The original idea was to reach out and allow somebody who didn’t have a university education to use the premises. It was for people who wouldn’t normally mix in those circles but who could benefit from raising the profile of themselves or their art. My initial response was that I would go for it. I went to Trinity to speak to the powers that were, and they explained that the idea of being a fellow was to add life to the college, to use their rooms and encourage students to engage in creative work.
I spoke to the college at length and was open and honest with them, saying I could definitely assist in initiating creativity. Everyone was sworn to secrecy in that meeting, but someone was talking. I left Cambridge and by the time I reached London it was in the evening paper. Then the Daily Mail printed a cartoon of me on stage surrounded by spliffs on the floor, with some hanging from my mouth. A don leans across to the students, and in the speech bubble it says: ‘If you hear any rumblings, it’s Keats, Shelley and Byron turning in their graves.’ The Sun then ran a headline on 23 April 1987 saying: ‘Would you let this man near your daughter?’, as if I was some kind of rapist.

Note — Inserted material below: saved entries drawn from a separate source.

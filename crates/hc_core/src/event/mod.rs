//! # Event Records
//!
//! Simulated event records as read from the event containers. Each record
//! may carry a simulated data bank ("SD") with per-step hits partitioned by
//! hit category ("calo", "gg") and the true interaction vertex.

pub mod io;

pub use io::{ContainerFormat, EventReader, EventWriter, ReaderLimits};

use crate::geometry::{Position, SensorId};
use serde::{Deserialize, Serialize};
use std::collections::BTreeMap;

/// Hit category of calorimeter block step hits.
pub const CALO_HITS: &str = "calo";
/// Hit category of drift cell step hits.
pub const GEIGER_HITS: &str = "gg";

/// One energy deposit on a sensor during one simulation step.
#[derive(Debug, Clone, PartialEq, Serialize, Deserialize)]
pub struct RawHit {
    pub sensor_id: SensorId,
    /// MeV
    pub energy_deposit: f64,
    /// ns
    pub time_start: f64,
    pub position_start: Position,
    pub position_stop: Position,
}

impl RawHit {
    pub fn new(sensor_id: SensorId, energy_deposit: f64, time_start: f64) -> Self {
        Self {
            sensor_id,
            energy_deposit,
            time_start,
            position_start: Position::zeros(),
            position_stop: Position::zeros(),
        }
    }

    pub fn with_positions(mut self, start: Position, stop: Position) -> Self {
        self.position_start = start;
        self.position_stop = stop;
        self
    }
}

/// Simulated data bank.
#[derive(Debug, Clone, PartialEq, Default, Serialize, Deserialize)]
pub struct SimulatedData {
    pub vertex: Position,
    #[serde(default)]
    pub step_hits: BTreeMap<String, Vec<RawHit>>,
}

impl SimulatedData {
    pub fn new(vertex: Position) -> Self {
        Self {
            vertex,
            step_hits: BTreeMap::new(),
        }
    }

    pub fn has_step_hits(&self, category: &str) -> bool {
        self.step_hits
            .get(category)
            .map_or(false, |hits| !hits.is_empty())
    }

    /// Hits of `category`; empty when the category is absent.
    pub fn step_hits(&self, category: &str) -> &[RawHit] {
        self.step_hits
            .get(category)
            .map(Vec::as_slice)
            .unwrap_or(&[])
    }

    pub fn add_step_hit(&mut self, category: &str, hit: RawHit) {
        self.step_hits
            .entry(category.to_string())
            .or_default()
            .push(hit);
    }

    pub fn vertex(&self) -> Position {
        self.vertex
    }
}

/// One event record.
#[derive(Debug, Clone, PartialEq, Default, Serialize, Deserialize)]
pub struct EventRecord {
    pub id: u64,
    #[serde(rename = "SD", default, skip_serializing_if = "Option::is_none")]
    pub simulated_data: Option<SimulatedData>,
}

impl EventRecord {
    pub fn new(id: u64, simulated_data: SimulatedData) -> Self {
        Self {
            id,
            simulated_data: Some(simulated_data),
        }
    }

    /// A record without a simulated data bank.
    pub fn empty(id: u64) -> Self {
        Self {
            id,
            simulated_data: None,
        }
    }
}
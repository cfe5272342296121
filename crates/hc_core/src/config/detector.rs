//! Detector geometry constants.

use serde::{Deserialize, Serialize};

/// Fixed constants of the detector module under test.
#[derive(Debug, Clone, PartialEq, Serialize, Deserialize)]
#[serde(default)]
pub struct DetectorConstants {
    /// Module number (single-module detector)
    pub module: u32,
    /// Tracker/calorimeter side under commissioning
    pub side: u32,
    /// Number of radial drift cell layers
    pub total_layers: u32,
    /// Layer closest to the calorimeter wall
    pub last_layer: u32,
    /// Half width (mm) of the z window used for track/calorimeter association
    pub association_half_window: f64,
    /// Calorimeter columns per wall
    pub calo_columns: u32,
    /// Calorimeter blocks per column
    pub calo_rows: u32,
}

impl Default for DetectorConstants {
    fn default() -> Self {
        Self {
            module: 0,
            side: 1,
            total_layers: 9,
            last_layer: 8,
            association_half_window: 185.0,
            calo_columns: 20,
            calo_rows: 13,
        }
    }
}

/// Parameters of the reference calorimeter wall locator.
#[derive(Debug, Clone, PartialEq, Serialize, Deserialize)]
#[serde(default)]
pub struct LocatorConfig {
    /// |x| of the front face of each main wall (mm)
    pub wall_x: f64,
    /// Block spacing along y (mm)
    pub column_pitch: f64,
    /// Block spacing along z (mm)
    pub row_pitch: f64,
}

impl Default for LocatorConfig {
    fn default() -> Self {
        Self {
            wall_x: 4350.0,
            column_pitch: 259.0,
            row_pitch: 259.0,
        }
    }
}
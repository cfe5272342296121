//! Calorimeter hit aggregation.
//!
//! Step hits on the same calorimeter block are merged into one summary:
//! summed energy, earliest start time and the start position with the
//! smallest x. Summaries whose energy stays under the threshold are dropped.

use crate::event::RawHit;
use crate::geometry::{Position, SensorId, Selector};
use serde::{Deserialize, Serialize};
use std::collections::BTreeMap;

/// Summaries keyed by block, in identifier order.
pub type CaloSummaryMap = BTreeMap<SensorId, CaloHitSummary>;

#[derive(Debug, Clone, PartialEq, Serialize, Deserialize)]
pub struct CaloHitSummary {
    pub sensor_id: SensorId,
    /// Summed deposit, MeV
    pub energy: f64,
    /// Earliest step start time, ns
    pub time: f64,
    /// Start position of the contributing step with the smallest x
    pub left_most_position: Position,
    /// Set by the classifier when a track reaches this block
    pub track_associated: bool,
}

impl CaloHitSummary {
    fn seed(hit: &RawHit) -> Self {
        Self {
            sensor_id: hit.sensor_id.clone(),
            energy: hit.energy_deposit,
            time: hit.time_start,
            left_most_position: hit.position_start,
            track_associated: false,
        }
    }

    fn absorb(&mut self, hit: &RawHit) {
        self.energy += hit.energy_deposit;
        if hit.time_start < self.time {
            self.time = hit.time_start;
        }
        if hit.position_start.x < self.left_most_position.x {
            self.left_most_position = hit.position_start;
        }
    }

    pub fn energy_kev(&self) -> f64 {
        self.energy * 1000.0
    }
}

/// Whether an energy in MeV reaches a threshold in keV.
pub fn passes_threshold(energy_mev: f64, threshold_kev: f64) -> bool {
    energy_mev * 1000.0 >= threshold_kev
}

/// Fold `hits` matching `selector` into per-block summaries, then drop the
/// summaries under `threshold_kev`.
///
/// Hits are folded in input order. No matching hit gives an empty map.
pub fn aggregate<'a, I>(hits: I, selector: &Selector, threshold_kev: f64) -> CaloSummaryMap
where
    I: IntoIterator<Item = &'a RawHit>,
{
    let folded = hits
        .into_iter()
        .filter(|hit| selector.matches(&hit.sensor_id))
        .fold(CaloSummaryMap::new(), |mut map, hit| {
            map.entry(hit.sensor_id.clone())
                .and_modify(|summary| summary.absorb(hit))
                .or_insert_with(|| CaloHitSummary::seed(hit));
            map
        });

    folded
        .into_iter()
        .filter(|(_, summary)| passes_threshold(summary.energy, threshold_kev))
        .collect()
}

Certain elements of the press began hanging around outside our house in East Ham, trampling over the garden and trying to get stories. I was confronted by one hack who said she’d spoken to a woman I’d supposedly been at school with in London, who said I’d got her pregnant. I told her truthfully that I’d only been to school for one day in London, at an all-boys school. It was nonsense. They were using provocation to try to scrape up all kinds of dirt. And all because the most shocking thing for their readers was the idea that a black man with dreadlocks might be allowed a position in some hallowed part of the educational establishment.
Mum and me were in the process of moving to another house in East Ham when a young, upper-middle-class female journalist for one of the broadsheets found out where I was moving. She turned up looking what she thought would be the part to lure me into an interview. Her blonde hair was braided in red, gold and green beads and she was driving an MG sports car. She asked me for an interview and I declined, saying I wanted to wait for the college decision, but the car caught my eye and I asked her for a drive. She agreed. When I looked in the glove compartment, to put on a cassette, the reggae ones were in the front – Bob Marley, naturally – but hidden behind them was the Dire Straits, U2 and Rolling Stones.

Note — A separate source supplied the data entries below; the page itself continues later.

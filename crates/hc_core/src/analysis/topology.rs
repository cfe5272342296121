//! Event topologies.

use serde::{Deserialize, Serialize};
use std::fmt;

/// Tracker content relative to the calorimeter hits.
#[derive(Debug, Clone, Copy, PartialEq, Eq, Hash, Serialize, Deserialize)]
#[serde(rename_all = "snake_case")]
pub enum TrackClass {
    /// No drift cell layer hit
    NoTrack,
    /// Some layers hit, but not all of them
    PartialTrack,
    /// All layers hit, no calorimeter within the association window
    UnassociatedTrack,
    /// All layers hit and at least one calorimeter associated
    AssociatedTrack,
}

impl TrackClass {
    pub fn from_layers(layer_count: usize, total_layers: usize, associated: bool) -> Self {
        if layer_count == 0 {
            TrackClass::NoTrack
        } else if layer_count < total_layers {
            TrackClass::PartialTrack
        } else if associated {
            TrackClass::AssociatedTrack
        } else {
            TrackClass::UnassociatedTrack
        }
    }

    pub fn is_full_track(&self) -> bool {
        matches!(
            self,
            TrackClass::UnassociatedTrack | TrackClass::AssociatedTrack
        )
    }
}

/// Classification of one event.
#[derive(Debug, Clone, Copy, PartialEq, Eq, Hash, Serialize, Deserialize)]
#[serde(rename_all = "snake_case")]
pub enum Topology {
    /// Nothing in the selected region
    Empty,
    /// Drift cells only, no calorimeter over threshold
    TrackerOnly,
    OneCalo(TrackClass),
    TwoCalo(TrackClass),
    /// Three or more calorimeters, not sub-classified
    ManyCalo(usize),
}

impl Topology {
    pub fn calo_count(&self) -> usize {
        match self {
            Topology::Empty | Topology::TrackerOnly => 0,
            Topology::OneCalo(_) => 1,
            Topology::TwoCalo(_) => 2,
            Topology::ManyCalo(n) => *n,
        }
    }

    pub fn track_class(&self) -> Option<TrackClass> {
        match self {
            Topology::OneCalo(track) | Topology::TwoCalo(track) => Some(*track),
            _ => None,
        }
    }
}

impl fmt::Display for Topology {
    fn fmt(&self, f: &mut fmt::Formatter) -> fmt::Result {
        match self {
            Topology::Empty => write!(f, "empty"),
            Topology::TrackerOnly => write!(f, "tracker only"),
            Topology::OneCalo(track) => write!(f, "one calo, {:?}", track),
            Topology::TwoCalo(track) => write!(f, "two calos, {:?}", track),
            Topology::ManyCalo(n) => write!(f, "{} calos", n),
        }
    }
}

I told her that before she wrote her piece, and while I was waiting for Trinity’s decision, she should come to the spoken word gig I was doing in Brixton that weekend. To be fair to her she did come along, and later said she’d had her mind opened by the power of performance poetry. She hadn’t known what to expect but was really glad she came, as she had been moved by it. In the end I gave her the interview and she gave the gig a rave review. She’d been under a tough deadline. She told me that if she hadn’t persuaded me to speak, the newspaper would have run a piece she’d already drafted before she’d ever spoken to me – with little regard to its accuracy.
In the end, the negative campaign by the tabloid press made the clever folk at Cambridge back down. The dons had felt that if they appointed me, they could never be accused of being elitist. I was interested in the appointment because I felt passionately about education, and I also knew it would have been easy for me to add to the life of the university. The college had wanted to get a ‘normal’ person in, which is why they approached me, but it turned out I wasn’t so normal after all, and they didn’t want a fuss made. It wasn’t to be; the tabloids had won the day. One unnamed member of the university staff said, ‘I like the idea of Benjamin Zephaniah coming to Cambridge. Every time he comes here a buzz of excitement goes around the university . . . but I want him to go home at night.’

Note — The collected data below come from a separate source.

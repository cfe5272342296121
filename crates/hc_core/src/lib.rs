//! # hc_core - Half-Commissioning Event Classification
//!
//! Classifies simulated detector events of the half-commissioning test and
//! accumulates run statistics.
//!
//! ## Pipeline
//! - drift cell re-triggers are removed, earliest hit per cell wins
//! - calorimeter and drift cell hits are filtered by rule-based selectors
//! - calorimeter steps are folded into per-block summaries over threshold
//! - the event topology is derived (calorimeter count, full track, track to
//!   calorimeter association)
//! - counters, histograms and filtered output subsets are filled
//!
//! Processing is sequential; nothing but the [`StatisticsSink`] outlives an
//! event.

pub mod analysis;
pub mod config;
pub mod error;
pub mod event;
pub mod geometry;
pub mod hits;
pub mod stats;

pub use analysis::{EventClassification, EventClassifier, Topology, TrackClass};
pub use config::{AnalysisConfig, DetectorConstants, SelectionConfig, SelectionProfile};
pub use error::{HcError, Result};
pub use event::{EventReader, EventRecord, EventWriter, RawHit, ReaderLimits, SimulatedData};
pub use geometry::{CaloWallLocator, GeometryLocator, Position, Selector, SensorId};
pub use hits::{aggregate, deduplicate, CaloHitSummary};
pub use stats::{HistogramBook, HistogramCatalog, OutputSubset, RunSummary, StatisticsSink};

/// Library version
pub const VERSION: &str = env!("CARGO_PKG_VERSION");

That wasn’t the end. I had the last laugh. Based on an idea by an independent producer called Rodger Laing and myself, me and the writer David Stafford wrote a screenplay called Dread Poets’ Society, where I meet Shelley, Byron and Keats on a train, en route to Cambridge. On this journey we exchange notes, read poetry and have a go at the establishment in an old Romantic poets kind of way. It was made into a short film for Channel 4 in 1992, starring me (as myself) with numerous actors, including Timothy Spall, in costume. It was a big hit, and people talked about it for years afterwards.
Intellectual and cultural theorist the late Stuart Hall used the film to illustrate to his students how racist the establishment can be in tandem with the media. Those newspaper cartoons were used all over the world to illustrate the same issue, and although the film was only shown on TV once, it has been shown at festivals all over the world.